7.          Hendaknya perubahan UU tentang Pemerintahan Daerah disusun dengan tetap berorientasi pada semangat untuk melakukan penyempurnaan saja atas berbagai ketentuan yang dipandang sudah tidak sesuai dengan dinamika dan kebutuhan masyarakat. Ini dimaksudkan untuk percepatan pelayanan dan harus mejadi solusi yang baik, dan bukan sebaliknya justru menjadi kontraproduktif dan berpotensi menimbulkan persoalan pelik baru di daerah-daerah dan jauh dari tujuan dan semangat otonomi daerah dan desentralisasi itu sendiri.
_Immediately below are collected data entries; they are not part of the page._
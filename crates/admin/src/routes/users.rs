//! Back-office user management. Admin role only.

use askama::Template;
use askama_web::WebTemplate;
use axum::{
    Form,
    extract::{Path, Query, State},
    response::Redirect,
};
use climatech_core::records::{NewUser, User};
use climatech_core::{Email, UserId, UserRole};
use serde::Deserialize;
use tower_sessions::Session;
use tracing::instrument;

use crate::components::{
    DataTableConfig, SortDir, TableColumn, TableFilter, TableQuery, TableRow, TableState,
};
use crate::error::Result;
use crate::filters;
use crate::middleware::RequireAdminRole;
use crate::routes::{AdminPage, finish, reject};
use crate::state::AppState;

const USERS_PATH: &str = "/users";

/// Shortest password accepted for new accounts.
pub const MIN_PASSWORD_LEN: usize = 8;

impl TableRow for User {
    fn cell(&self, key: &str) -> String {
        match key {
            "name" => self.name.clone(),
            "email" => self.email.clone(),
            "role" => self.role.as_str().to_string(),
            "status" => if self.is_active { "active" } else { "inactive" }.to_string(),
            _ => String::new(),
        }
    }

    fn search_text(&self, key: &str) -> String {
        match key {
            "role" => self.role.label().to_string(),
            "status" => if self.is_active { "Activo" } else { "Inactivo" }.to_string(),
            other => self.cell(other),
        }
    }
}

fn table_config() -> DataTableConfig {
    DataTableConfig::new(USERS_PATH)
        .column(TableColumn::sortable("name", "Nombre"))
        .column(TableColumn::sortable("email", "Correo"))
        .column(TableColumn::sortable("role", "Rol"))
        .column(TableColumn::new("status", "Estado"))
        .filter(TableFilter {
            key: "role",
            label: "Rol",
            options: UserRole::ALL
                .iter()
                .map(|r| (r.as_str().to_string(), r.label().to_string()))
                .collect(),
        })
        .search_placeholder("Buscar por nombre o correo...")
        .empty_state("No hay usuarios")
        .default_sort("name", SortDir::Asc)
}

/// Role choice for the select boxes.
#[derive(Debug, Clone)]
pub struct RoleChoice {
    pub value: &'static str,
    pub label: &'static str,
}

fn role_choices() -> Vec<RoleChoice> {
    UserRole::ALL
        .iter()
        .map(|r| RoleChoice {
            value: r.as_str(),
            label: r.label(),
        })
        .collect()
}

#[derive(Template, WebTemplate)]
#[template(path = "users/index.html")]
pub struct UsersIndexTemplate {
    pub page: AdminPage,
    pub table: TableState<User>,
    pub roles: Vec<RoleChoice>,
    /// The signed-in admin, who cannot demote or delete themselves.
    pub self_id: UserId,
}

#[instrument(skip(admin, state, session, query))]
pub async fn index(
    RequireAdminRole(admin): RequireAdminRole,
    State(state): State<AppState>,
    session: Session,
    Query(query): Query<TableQuery>,
) -> Result<UsersIndexTemplate> {
    let users = state.api().as_user(&admin.backend).list_users().await?;
    Ok(UsersIndexTemplate {
        page: AdminPage::new(&admin, USERS_PATH, &session).await,
        table: TableState::build(users, &table_config(), &query),
        roles: role_choices(),
        self_id: admin.user.id,
    })
}

/// New user form data.
#[derive(Debug, Deserialize)]
pub struct UserForm {
    #[serde(default)]
    pub name: String,
    #[serde(default)]
    pub email: String,
    #[serde(default)]
    pub password: String,
    #[serde(default)]
    pub role: String,
}

impl UserForm {
    /// Validate into a request body.
    ///
    /// # Errors
    ///
    /// Returns the first problem found, worded for staff.
    pub fn validate(&self) -> std::result::Result<NewUser, String> {
        let name = self.name.trim();
        if name.is_empty() {
            return Err("El nombre es obligatorio".to_string());
        }
        let email = Email::parse(&self.email).map_err(|_| "Correo no válido".to_string())?;
        if self.password.chars().count() < MIN_PASSWORD_LEN {
            return Err(format!(
                "La contraseña debe tener al menos {MIN_PASSWORD_LEN} caracteres"
            ));
        }
        let role = self
            .role
            .parse::<UserRole>()
            .map_err(|_| "Rol no válido".to_string())?;

        Ok(NewUser {
            name: name.to_string(),
            email,
            password: self.password.clone(),
            role,
        })
    }
}

/// Create a user.
#[instrument(skip(admin, state, session, form), fields(email = %form.email))]
pub async fn create(
    RequireAdminRole(admin): RequireAdminRole,
    State(state): State<AppState>,
    session: Session,
    Form(form): Form<UserForm>,
) -> Result<Redirect> {
    let new_user = match form.validate() {
        Ok(user) => user,
        Err(message) => return Ok(reject(&session, USERS_PATH, message).await),
    };

    let outcome = state
        .api()
        .as_user(&admin.backend)
        .create_user(&new_user)
        .await
        .map(|user| {
            tracing::info!(user_id = %user.id, role = %user.role, "User created");
            format!("Usuario {} creado", user.email)
        });
    finish(&session, USERS_PATH, outcome).await
}

#[derive(Debug, Deserialize)]
pub struct RoleForm {
    pub role: String,
}

/// Change a user's role.
#[instrument(skip(admin, state, session, form))]
pub async fn update_role(
    RequireAdminRole(admin): RequireAdminRole,
    State(state): State<AppState>,
    session: Session,
    Path(id): Path<i64>,
    Form(form): Form<RoleForm>,
) -> Result<Redirect> {
    let id = UserId::new(id);
    if id == admin.user.id {
        return Ok(reject(&session, USERS_PATH, "No puedes cambiar tu propio rol").await);
    }
    let Ok(role) = form.role.parse::<UserRole>() else {
        return Ok(reject(&session, USERS_PATH, "Rol no válido").await);
    };

    let outcome = state
        .api()
        .as_user(&admin.backend)
        .update_user_role(id, role)
        .await
        .map(|user| format!("{} ahora es {}", user.name, user.role.label()));
    finish(&session, USERS_PATH, outcome).await
}

/// Delete a user.
#[instrument(skip(admin, state, session))]
pub async fn delete(
    RequireAdminRole(admin): RequireAdminRole,
    State(state): State<AppState>,
    session: Session,
    Path(id): Path<i64>,
) -> Result<Redirect> {
    let id = UserId::new(id);
    if id == admin.user.id {
        return Ok(reject(&session, USERS_PATH, "No puedes eliminar tu propia cuenta").await);
    }

    let outcome = state
        .api()
        .as_user(&admin.backend)
        .delete_user(id)
        .await
        .map(|()| {
            tracing::info!(user_id = %id, "User deleted");
            "Usuario eliminado".to_string()
        });
    finish(&session, USERS_PATH, outcome).await
}

#[cfg(test)]
#[allow(clippy::unwrap_used)]
mod tests {
    use super::*;

    fn form(name: &str, email: &str, password: &str, role: &str) -> UserForm {
        UserForm {
            name: name.into(),
            email: email.into(),
            password: password.into(),
            role: role.into(),
        }
    }

    #[test]
    fn test_validate_accepts_complete_form() {
        let user = form(" Marta ", "Marta@Climatech.co", "secreta123", "manager")
            .validate()
            .expect("valid form");
        assert_eq!(user.name, "Marta");
        assert_eq!(user.role, UserRole::Manager);
    }

    #[test]
    fn test_validate_reports_first_problem() {
        assert_eq!(
            form("", "a@b.co", "secreta123", "admin").validate(),
            Err("El nombre es obligatorio".to_string())
        );
        assert_eq!(
            form("Marta", "no-es-correo", "secreta123", "admin").validate(),
            Err("Correo no válido".to_string())
        );
        assert!(
            form("Marta", "a@b.co", "corta", "admin")
                .validate()
                .unwrap_err()
                .contains("8 caracteres")
        );
        assert_eq!(
            form("Marta", "a@b.co", "secreta123", "root").validate(),
            Err("Rol no válido".to_string())
        );
    }

    #[test]
    fn test_role_filter_uses_wire_values() {
        let config = table_config();
        let filter = config.filter.expect("role filter");
        assert_eq!(filter.options.len(), UserRole::ALL.len());
        assert_eq!(filter.options[0].0, "admin");
    }

    #[test]
    fn test_search_matches_role_and_status_labels() {
        let users: Vec<User> = serde_json::from_value(serde_json::json!([
            {"id": 1, "name": "Marta", "email": "marta@climatech.co", "role": "admin", "isActive": true},
            {"id": 2, "name": "Pedro", "email": "pedro@climatech.co", "role": "technician", "isActive": false}
        ]))
        .unwrap();
        let search = |q: &str| {
            let query = TableQuery {
                q: Some(q.into()),
                ..TableQuery::default()
            };
            TableState::build(users.clone(), &table_config(), &query)
                .rows
                .iter()
                .map(|u| u.name.clone())
                .collect::<Vec<_>>()
        };
        assert_eq!(search("administrador"), vec!["Marta"]);
        assert_eq!(search("INACTIVO"), vec!["Pedro"]);
    }
}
8.          Terjadinya ‘politisasi birokrasi’ yang selalu digembar-gemborkan (secara berlebihan) oleh berbagai pihak tidaklah harus disikapi secara reaktif. Ini tidak dapat digeneralisasi, melainkan bersifat kasuistis saja dengan kadar yang berbeda-beda. Untuk itu seharusnya diselesaikan dengan langkah kasuistis juga. Langkah paling bijak dan baik adalah memaksimalkan dan mengatur secara tegas sanksi terhadap daerah bilamana terjadi ‘politisasi birokrasi’ secara nyata dengan ukuran-ukuran yang objektif dan dapat dipertanggungjawabkan.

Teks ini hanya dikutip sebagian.